PROBLEM DETAILS: Reproduce every line in the material below that holds "Species".

>>>

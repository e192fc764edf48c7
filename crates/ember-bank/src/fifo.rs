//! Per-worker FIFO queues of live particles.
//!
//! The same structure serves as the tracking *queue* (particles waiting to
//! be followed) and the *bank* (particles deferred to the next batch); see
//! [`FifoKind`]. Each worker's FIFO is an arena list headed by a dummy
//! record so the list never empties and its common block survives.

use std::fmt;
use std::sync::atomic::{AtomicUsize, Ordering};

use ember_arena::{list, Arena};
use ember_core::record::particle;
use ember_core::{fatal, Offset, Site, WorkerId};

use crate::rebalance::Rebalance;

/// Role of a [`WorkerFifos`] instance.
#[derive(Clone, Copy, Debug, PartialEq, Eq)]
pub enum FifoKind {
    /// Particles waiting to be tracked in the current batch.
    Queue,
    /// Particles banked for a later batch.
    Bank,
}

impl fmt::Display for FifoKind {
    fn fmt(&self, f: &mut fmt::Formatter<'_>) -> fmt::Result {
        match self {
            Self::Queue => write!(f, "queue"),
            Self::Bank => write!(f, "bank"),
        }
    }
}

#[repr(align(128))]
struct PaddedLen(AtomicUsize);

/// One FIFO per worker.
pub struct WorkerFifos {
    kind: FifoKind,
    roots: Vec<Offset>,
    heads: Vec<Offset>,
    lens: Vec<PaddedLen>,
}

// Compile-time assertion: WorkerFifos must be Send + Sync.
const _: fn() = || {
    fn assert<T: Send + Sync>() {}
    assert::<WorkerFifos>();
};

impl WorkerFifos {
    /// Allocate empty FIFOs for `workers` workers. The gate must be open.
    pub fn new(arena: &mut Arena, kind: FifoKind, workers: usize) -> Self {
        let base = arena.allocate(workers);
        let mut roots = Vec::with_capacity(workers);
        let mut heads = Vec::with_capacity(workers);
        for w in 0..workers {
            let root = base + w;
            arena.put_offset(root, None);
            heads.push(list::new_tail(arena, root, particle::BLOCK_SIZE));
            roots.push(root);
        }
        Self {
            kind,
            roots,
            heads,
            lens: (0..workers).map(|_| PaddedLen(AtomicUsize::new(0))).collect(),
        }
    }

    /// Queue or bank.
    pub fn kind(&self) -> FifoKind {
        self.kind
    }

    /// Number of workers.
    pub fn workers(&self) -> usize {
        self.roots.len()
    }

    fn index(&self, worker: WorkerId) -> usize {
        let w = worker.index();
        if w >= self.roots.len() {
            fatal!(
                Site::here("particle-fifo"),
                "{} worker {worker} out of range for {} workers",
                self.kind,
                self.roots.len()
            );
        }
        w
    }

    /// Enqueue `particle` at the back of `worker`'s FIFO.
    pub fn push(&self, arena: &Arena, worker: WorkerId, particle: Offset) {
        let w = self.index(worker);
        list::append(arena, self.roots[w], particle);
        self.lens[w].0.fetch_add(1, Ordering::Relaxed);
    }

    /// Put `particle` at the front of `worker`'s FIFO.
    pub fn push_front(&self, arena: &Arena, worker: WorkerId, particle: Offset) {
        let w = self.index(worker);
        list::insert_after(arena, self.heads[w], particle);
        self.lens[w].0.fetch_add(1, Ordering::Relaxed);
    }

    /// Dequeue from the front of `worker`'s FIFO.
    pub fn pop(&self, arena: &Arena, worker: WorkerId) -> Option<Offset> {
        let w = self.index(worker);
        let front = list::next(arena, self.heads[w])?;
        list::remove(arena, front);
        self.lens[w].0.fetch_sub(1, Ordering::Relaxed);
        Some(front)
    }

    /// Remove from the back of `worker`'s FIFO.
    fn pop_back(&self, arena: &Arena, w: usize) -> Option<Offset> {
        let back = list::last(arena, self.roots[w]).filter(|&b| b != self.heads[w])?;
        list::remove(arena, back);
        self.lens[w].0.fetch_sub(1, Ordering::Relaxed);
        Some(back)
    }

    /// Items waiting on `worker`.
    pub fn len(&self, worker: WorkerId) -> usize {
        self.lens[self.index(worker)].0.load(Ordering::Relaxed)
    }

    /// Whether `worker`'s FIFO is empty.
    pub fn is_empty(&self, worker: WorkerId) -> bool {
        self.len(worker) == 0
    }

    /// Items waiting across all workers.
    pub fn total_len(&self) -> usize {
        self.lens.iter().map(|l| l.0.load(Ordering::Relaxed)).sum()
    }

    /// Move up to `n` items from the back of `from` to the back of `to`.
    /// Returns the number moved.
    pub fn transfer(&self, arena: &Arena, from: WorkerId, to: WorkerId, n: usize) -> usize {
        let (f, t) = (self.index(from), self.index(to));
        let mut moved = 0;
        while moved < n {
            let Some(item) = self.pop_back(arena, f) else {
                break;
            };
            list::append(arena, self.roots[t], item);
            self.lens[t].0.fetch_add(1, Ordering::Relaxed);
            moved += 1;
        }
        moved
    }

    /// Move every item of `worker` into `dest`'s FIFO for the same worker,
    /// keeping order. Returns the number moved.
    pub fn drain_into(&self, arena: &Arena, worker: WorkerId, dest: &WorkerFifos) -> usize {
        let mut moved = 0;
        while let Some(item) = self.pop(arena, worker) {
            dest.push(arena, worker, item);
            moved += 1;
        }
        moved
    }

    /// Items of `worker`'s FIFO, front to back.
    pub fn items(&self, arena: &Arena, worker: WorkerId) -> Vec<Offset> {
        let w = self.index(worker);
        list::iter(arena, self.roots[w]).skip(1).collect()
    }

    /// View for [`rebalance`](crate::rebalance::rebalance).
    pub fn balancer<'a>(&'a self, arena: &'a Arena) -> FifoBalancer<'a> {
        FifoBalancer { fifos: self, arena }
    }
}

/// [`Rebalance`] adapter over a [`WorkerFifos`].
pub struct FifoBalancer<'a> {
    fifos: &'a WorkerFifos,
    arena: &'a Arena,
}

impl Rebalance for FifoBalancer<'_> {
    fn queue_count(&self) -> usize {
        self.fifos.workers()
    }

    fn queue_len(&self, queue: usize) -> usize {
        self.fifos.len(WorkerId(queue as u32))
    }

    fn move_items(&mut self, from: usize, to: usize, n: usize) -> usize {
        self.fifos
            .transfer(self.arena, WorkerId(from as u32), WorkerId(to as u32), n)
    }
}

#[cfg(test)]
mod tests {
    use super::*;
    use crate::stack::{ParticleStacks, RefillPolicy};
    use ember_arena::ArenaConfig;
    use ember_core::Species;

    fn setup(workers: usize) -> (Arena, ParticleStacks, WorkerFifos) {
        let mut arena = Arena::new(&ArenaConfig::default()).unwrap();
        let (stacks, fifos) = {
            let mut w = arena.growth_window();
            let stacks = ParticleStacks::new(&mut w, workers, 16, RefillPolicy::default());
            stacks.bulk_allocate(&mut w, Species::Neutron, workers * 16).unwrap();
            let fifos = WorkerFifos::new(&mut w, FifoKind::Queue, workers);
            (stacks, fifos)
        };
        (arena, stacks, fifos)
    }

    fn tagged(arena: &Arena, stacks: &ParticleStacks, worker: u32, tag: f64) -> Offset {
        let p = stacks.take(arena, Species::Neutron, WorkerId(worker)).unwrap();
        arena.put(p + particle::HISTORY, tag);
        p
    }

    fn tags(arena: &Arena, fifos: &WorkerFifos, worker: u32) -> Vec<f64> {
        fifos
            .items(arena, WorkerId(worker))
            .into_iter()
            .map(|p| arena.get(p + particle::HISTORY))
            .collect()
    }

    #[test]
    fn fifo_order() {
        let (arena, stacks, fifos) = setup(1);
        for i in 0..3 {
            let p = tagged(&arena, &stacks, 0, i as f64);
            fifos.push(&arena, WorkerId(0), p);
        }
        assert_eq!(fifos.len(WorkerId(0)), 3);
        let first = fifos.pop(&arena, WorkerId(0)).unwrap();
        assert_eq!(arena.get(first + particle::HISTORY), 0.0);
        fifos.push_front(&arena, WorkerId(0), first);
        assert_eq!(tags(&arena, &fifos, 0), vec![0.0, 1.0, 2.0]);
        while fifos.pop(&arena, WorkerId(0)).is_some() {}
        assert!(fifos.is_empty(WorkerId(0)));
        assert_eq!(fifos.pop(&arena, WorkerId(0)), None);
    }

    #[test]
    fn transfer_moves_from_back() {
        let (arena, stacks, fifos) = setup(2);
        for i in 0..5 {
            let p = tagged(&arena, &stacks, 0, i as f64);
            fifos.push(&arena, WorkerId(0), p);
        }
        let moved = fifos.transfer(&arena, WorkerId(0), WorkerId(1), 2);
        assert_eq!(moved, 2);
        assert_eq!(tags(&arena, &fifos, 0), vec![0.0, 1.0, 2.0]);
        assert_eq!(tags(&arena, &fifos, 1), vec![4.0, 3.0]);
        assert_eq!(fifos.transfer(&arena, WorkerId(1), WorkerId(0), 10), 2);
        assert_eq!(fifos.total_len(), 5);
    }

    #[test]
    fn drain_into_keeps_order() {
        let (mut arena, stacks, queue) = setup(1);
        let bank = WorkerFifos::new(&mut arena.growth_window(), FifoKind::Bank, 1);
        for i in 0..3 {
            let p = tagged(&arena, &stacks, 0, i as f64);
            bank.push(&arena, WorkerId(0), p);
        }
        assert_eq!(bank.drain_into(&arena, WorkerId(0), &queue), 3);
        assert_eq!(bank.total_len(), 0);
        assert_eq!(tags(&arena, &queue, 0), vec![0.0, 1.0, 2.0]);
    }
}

<<<

TASK OUTPUT:
    use ember_core::Species;
            stacks.bulk_allocate(&mut w, Species::Neutron, workers * 16).unwrap();
        let p = stacks.take(arena, Species::Neutron, WorkerId(worker)).unwrap();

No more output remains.